Health and social care relies heavily on staff from the EEA and the rest of the world. In the UK, a little over five per cent of the regulated nursing profession, 16 per cent of dentists, five per cent of allied health professionals and around  nineper cent of doctors were from inside the EEA. 

Dr Heather Rolfe, Associate Research Director at NIESR, said: “Our research findings highlight the fact that migrants are an essential part of the health and social care workforce, often found in shortage specialties and localities where it is hard to recruit.  
“Measures designed to increase recruitment from within the UK like ‘return to work’ schemes have potential to help fill gaps left by falling migration to the UK. However, they will take some time to take effect and are very unlikely to produce sufficient numbers to make up for a shrinking EU workforce.”
Dr David Nguyen, economist at NIESR and one of the co-authors of the report, added: “We need to account for the fact that the share of EEA nationals differs considerably across regions as well as job roles, which can lead to bottlenecks and potentially lower quality of care in some places.
“For example, while half of the NHS in England staff from the UK works in clinical roles, this figure increases to two-thirds for EEA nationals. Similarly, some regions have twice as many doctors or nurses from inside the EEA than others.”

Early evidence is not promising. In the 12 months since the referendum, before the UK has formally left the bloc, the number of EEA nurse joiners to the NHS in England fell by 17.6 per cent while the number of leavers rose by 15.3 per cent.
Among the recommendations in the report are:

  • Any future immigration system needs to be uncomplicated to operate. It should also be transparent and cost effective for applicants, and responsive to the changing health needs of the population. At present, many social care and health jobs do not fulfil the requirements for the minimum skills or salary levels of the current non-EEA immigration system.
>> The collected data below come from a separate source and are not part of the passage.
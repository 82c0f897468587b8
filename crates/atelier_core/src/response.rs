//! Serializable response shapes for the HTTP layer.
//!
//! The gateway itself returns [`GatewayResult`](crate::GatewayResult) /
//! errors; this module is the flat JSON contract the thin HTTP layer
//! serializes, kept here so handlers never invent their own shape.

use serde::{Deserialize, Serialize};

/// Outbound response record.
///
/// Success carries the resolved media (pass-through URL or data URI, already
/// rendered to a string by the caller) plus the provider that satisfied the
/// request; failure carries the error and the ordered list of providers
/// tried.
#[derive(Debug, Clone, PartialEq, Serialize, Deserialize)]
#[serde(untagged)]
pub enum TransformResponse {
    /// Transformation complete
    Success {
        /// Always true
        success: bool,
        /// Provider that satisfied the request
        provider: String,
        /// Result URL or data URI
        result: String,
        /// Model or service attribution
        #[serde(skip_serializing_if = "Option::is_none")]
        attribution: Option<String>,
    },
    /// Job accepted for webhook completion
    Pending {
        /// Always true
        success: bool,
        /// Reported status, always "pending"
        status: String,
        /// Remote job id
        job_id: String,
        /// Provider holding the job
        provider: String,
    },
    /// Request failed
    Failure {
        /// Always false
        success: bool,
        /// Human-readable error
        error: String,
        /// Providers attempted, in order, with per-attempt reasons
        #[serde(skip_serializing_if = "Vec::is_empty", default)]
        providers_tried: Vec<String>,
    },
}

impl TransformResponse {
    /// Successful completion.
    pub fn resolved(
        provider: impl Into<String>,
        result: impl Into<String>,
        attribution: Option<String>,
    ) -> Self {
        TransformResponse::Success {
            success: true,
            provider: provider.into(),
            result: result.into(),
            attribution,
        }
    }

    /// Accepted for async completion.
    pub fn pending(job_id: impl Into<String>, provider: impl Into<String>) -> Self {
        TransformResponse::Pending {
            success: true,
            status: "pending".to_string(),
            job_id: job_id.into(),
            provider: provider.into(),
        }
    }

    /// Failure with the ordered provider attempt list.
    pub fn failure(error: impl Into<String>, providers_tried: Vec<String>) -> Self {
        TransformResponse::Failure {
            success: false,
            error: error.into(),
            providers_tried,
        }
    }
}

#[cfg(test)]
mod tests {
    use super::*;

    #[test]
    fn failure_serializes_providers_in_order() {
        let response = TransformResponse::failure(
            "all providers failed",
            vec!["PiAPI: remote error".into(), "Replicate: timeout".into()],
        );
        let json = serde_json::to_value(&response).unwrap();
        assert_eq!(json["success"], false);
        assert_eq!(json["providers_tried"][0], "PiAPI: remote error");
        assert_eq!(json["providers_tried"][1], "Replicate: timeout");
    }

    #[test]
    fn pending_shape() {
        let response = TransformResponse::pending("task-9", "PiAPI");
        let json = serde_json::to_value(&response).unwrap();
        assert_eq!(json["status"], "pending");
        assert_eq!(json["job_id"], "task-9");
    }
}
If a future immigration system is to be modelled on the current non-EEA system, it will need to acknowledge the value and contribution of the health and social care workforce and adjust skill and salary levels accordingly to minimise any further detrimental impact to workforce supply. 
  • The UK and devolved governments’ must urgently review their workforce planning approaches across the health and social care sector. International recruitment should form part of a costed workforce strategy. Occupations in health and social care should be acknowledged as being in shortage in a future immigration system. 
  • The Home Office should guarantee that its settled status programme for EU nationals will be honoured in the event of a no-deal Brexit.
  • All levels of Government should work together to review career routes within social care.
  • Professional regulators should regularly review their processes for registering international professionals.
  • The UK and devolved Government should introduce measures to monitor and address the decline in the number of applications to medical schools.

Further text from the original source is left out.